O GRANDE LIVRO DA HISTÓRIA DE UMA PESSOA

Uma anamnese pode ser definida como um enquadramento preliminar de um paciente médico ou psiquiátrico. Através deste processo, pretende-se a recolha de informações por meio do relato do paciente (ou dos seus cuidadores) sobre o seu desenvolvimento e a sua história familiar e médica antes do despoletar de uma perturbação mental ou física.

 

FAZER UMA ANAMNESE É COMO ABRIR O GRANDE LIVRO DA HISTÓRIA DE UMA PESSOA

Era uma vez, num reino distante, um livro que guardava os segredos mais profundos e as histórias mais encantadoras. O abrir das suas páginas revelava um universo desconhecido, onde personagens singulares e tramas envolventes ganhavam vida. Da mesma forma, ao iniciar uma intervenção terapêutica, a anamnese emerge como a abertura de um grande e precioso livro, onde a história pessoal de cada indivíduo se desenrola, trazendo à tona enigmas e caminhos por desvendar. 

Assim como o leitor curioso se perde nas páginas de um livro, o terapeuta inicia a sua jornada ao mergulhar nas palavras do interlocutor. A anamnese é o ponto de partida essencial, é um prólogo necessário para compreender a história única que cada pessoa carrega consigo. É através desse encontro com a narrativa interior que o terapeuta começa a estabelecer uma relação verdadeira, capaz de guiar todo o processo terapêutico. Para tal, alguns técnicos fazem uso de entrevistas estruturadas. Seguir um guião ajuda a não perder nenhum detalhe importante do enredo. Por outro lado, outros terapeutas fazem uma entrevista tão pouco inquisidora que mais se parece com uma conversa, em que os temas se vão puxando uns aos outros, saltitando livremente no cordel da história e do tempo da pessoa que é a razão de estarmos todos ali. 

 

OS TERAPEUTAS NÃO TRABALHAM COM DOENÇAS NEM COM ALTERAÇÕES NEM COM DIFICULDADES: TRABALHAM COM PESSOAS

Na Terapia da Fala, por exemplo, é impossível olhar para esta língua que não faz os sons que se esperavam sem saber como ouvem os ouvidos que pertencem a esta língua, como come e dorme esta língua, como escreve esta língua. E como eram os pais desta língua? Tem irmãos? Nas outras especialidades não é diferente.

Na Psicologia, por exemplo, é imprescindível desvendar o que é que narra determinado comportamento – de onde vem?, Para onde vai?, Com quem?, Porquê? Como podemos nós entrar no mundo de quem nós precisa, se a porta estiver apenas entreaberta?  

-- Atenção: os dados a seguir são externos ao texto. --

use axum::{extract::Request, http::header, middleware::Next, response::IntoResponse};

/// Paths that serve HTML and need inline styles.
const HTML_PATHS: &[&str] = &["/"];

pub async fn security_headers_middleware(req: Request, next: Next) -> impl IntoResponse {
    let is_html_route = HTML_PATHS.contains(&req.uri().path());

    let mut response = next.run(req).await;
    let headers = response.headers_mut();

    headers.insert(
        header::X_CONTENT_TYPE_OPTIONS,
        header::HeaderValue::from_static("nosniff"),
    );
    headers.insert(
        header::X_FRAME_OPTIONS,
        header::HeaderValue::from_static("DENY"),
    );
    headers.insert(
        header::STRICT_TRANSPORT_SECURITY,
        header::HeaderValue::from_static("max-age=31536000; includeSubDomains"),
    );

    let csp = if is_html_route {
        "default-src 'none'; style-src 'unsafe-inline'; frame-ancestors 'none'"
    } else {
        "default-src 'none'; frame-ancestors 'none'"
    };
    headers.insert(
        header::CONTENT_SECURITY_POLICY,
        header::HeaderValue::from_static(csp),
    );

    response
}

Os terapeutas precisam de conhecer as pessoas com quem trabalham. De conhecer a sua história. De relacionar os dados para desvendar o tal enigma. De perceber as dinâmicas de cada família, que tanto influenciam o decurso da intervenção. De usar as forças de cada um a seu favor. Daí precisarem deste momento, no início da intervenção, de paragem, de entrevista ou de conversa, para entrar na história da família. 

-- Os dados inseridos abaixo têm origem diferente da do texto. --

use service_core::config as core_config;
use service_core::error::AppError;
use std::env;
use std::path::PathBuf;
use std::str::FromStr;
use std::time::Duration;

#[derive(Debug, Clone)]
pub struct ConversionConfig {
    pub common: core_config::Config,
    pub storage: StorageConfig,
    pub converter: ConverterConfig,
    pub worker: WorkerConfig,
    pub otlp_endpoint: Option<String>,
}

#[derive(Debug, Clone)]
pub struct StorageConfig {
    /// Scratch directory for uploads and converter output.
    pub upload_dir: PathBuf,
    pub max_upload_bytes: usize,
}

#[derive(Debug, Clone)]
pub struct ConverterConfig {
    pub soffice_path: String,
    pub timeout_secs: u64,
}

impl ConverterConfig {
    pub fn timeout(&self) -> Duration {
        Duration::from_secs(self.timeout_secs)
    }
}

#[derive(Debug, Clone)]
pub struct WorkerConfig {
    pub enabled: bool,
    pub worker_count: usize,
    pub queue_size: usize,
    /// How long a finished task and its output are kept.
    pub task_ttl_secs: u64,
    pub sweep_interval_secs: u64,
}

impl WorkerConfig {
    pub fn task_ttl(&self) -> Duration {
        Duration::from_secs(self.task_ttl_secs)
    }

    pub fn sweep_interval(&self) -> Duration {
        // tokio intervals panic on a zero period
        Duration::from_secs(self.sweep_interval_secs.max(1))
    }
}

const DEFAULT_MAX_UPLOAD_BYTES: &str = "104857600";

impl ConversionConfig {
    pub fn load() -> Result<Self, AppError> {
        // Load common config (handles .env and APP__ prefix)
        let common_config = core_config::Config::load()?;

        let is_prod = env::var("ENVIRONMENT").unwrap_or_else(|_| "dev".to_string()) == "prod";

        Ok(ConversionConfig {
            common: common_config,
            storage: StorageConfig {
                upload_dir: PathBuf::from(get_env("UPLOAD_DIR", Some("uploads"), is_prod)?),
                max_upload_bytes: parse_env(
                    "MAX_UPLOAD_BYTES",
                    Some(DEFAULT_MAX_UPLOAD_BYTES),
                    is_prod,
                )?,
            },
            converter: ConverterConfig {
                soffice_path: get_env("SOFFICE_PATH", Some("soffice"), is_prod)?,
                timeout_secs: parse_env("CONVERTER_TIMEOUT_SECS", Some("120"), is_prod)?,
            },
            worker: WorkerConfig {
                enabled: parse_env("WORKER_ENABLED", Some("true"), is_prod)?,
                worker_count: parse_env::<usize>("WORKER_COUNT", Some("2"), is_prod)?.max(1),
                queue_size: parse_env::<usize>("WORKER_QUEUE_SIZE", Some("64"), is_prod)?.max(1),
                task_ttl_secs: parse_env("TASK_TTL_SECS", Some("3600"), is_prod)?,
                sweep_interval_secs: parse_env("TASK_SWEEP_INTERVAL_SECS", Some("60"), is_prod)?,
            },
            otlp_endpoint: env::var("OTLP_ENDPOINT").ok().filter(|s| !s.is_empty()),
        })
    }
}

/// In production only variables with a default may be omitted.
fn get_env(key: &str, default: Option<&str>, is_prod: bool) -> Result<String, AppError> {
    match env::var(key) {
        Ok(val) => Ok(val),
        Err(_) => match default {
            Some(def) if !is_prod || key_has_prod_default(key) => Ok(def.to_string()),
            _ => Err(AppError::ConfigError(anyhow::anyhow!(
                "{} is required but not set",
                key
            ))),
        },
    }
}

// Tuning knobs keep their defaults in production; paths must be explicit.
fn key_has_prod_default(key: &str) -> bool {
    !matches!(key, "UPLOAD_DIR" | "SOFFICE_PATH")
}

fn parse_env<T>(key: &str, default: Option<&str>, is_prod: bool) -> Result<T, AppError>
where
    T: FromStr,
    T::Err: std::fmt::Display,
{
    let raw = get_env(key, default, is_prod)?;
    raw.trim().parse().map_err(|e: T::Err| {
        AppError::ConfigError(anyhow::anyhow!("Invalid value for {}: {} ({})", key, raw, e))
    })
}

Há famílias que vão deixando pistas aqui e ali, qual Hansel e Gretel a tracejar veladamente o caminho, talvez ainda inseguras por sermos desconhecidos. Outras famílias deixam-se aproximar, num acto de coragem e como voto de confiança, muitas vezes não só respondendo às nossas questões como, a certa altura, elas próprias se deixando enredar no que contam e começando, verdadeiros protagonistas, a analisar a própria história. É quando as famílias entram definitivamente em parceria com os técnicos que a relação se torna terapêutica. E, por vezes, isso começa na anamnese.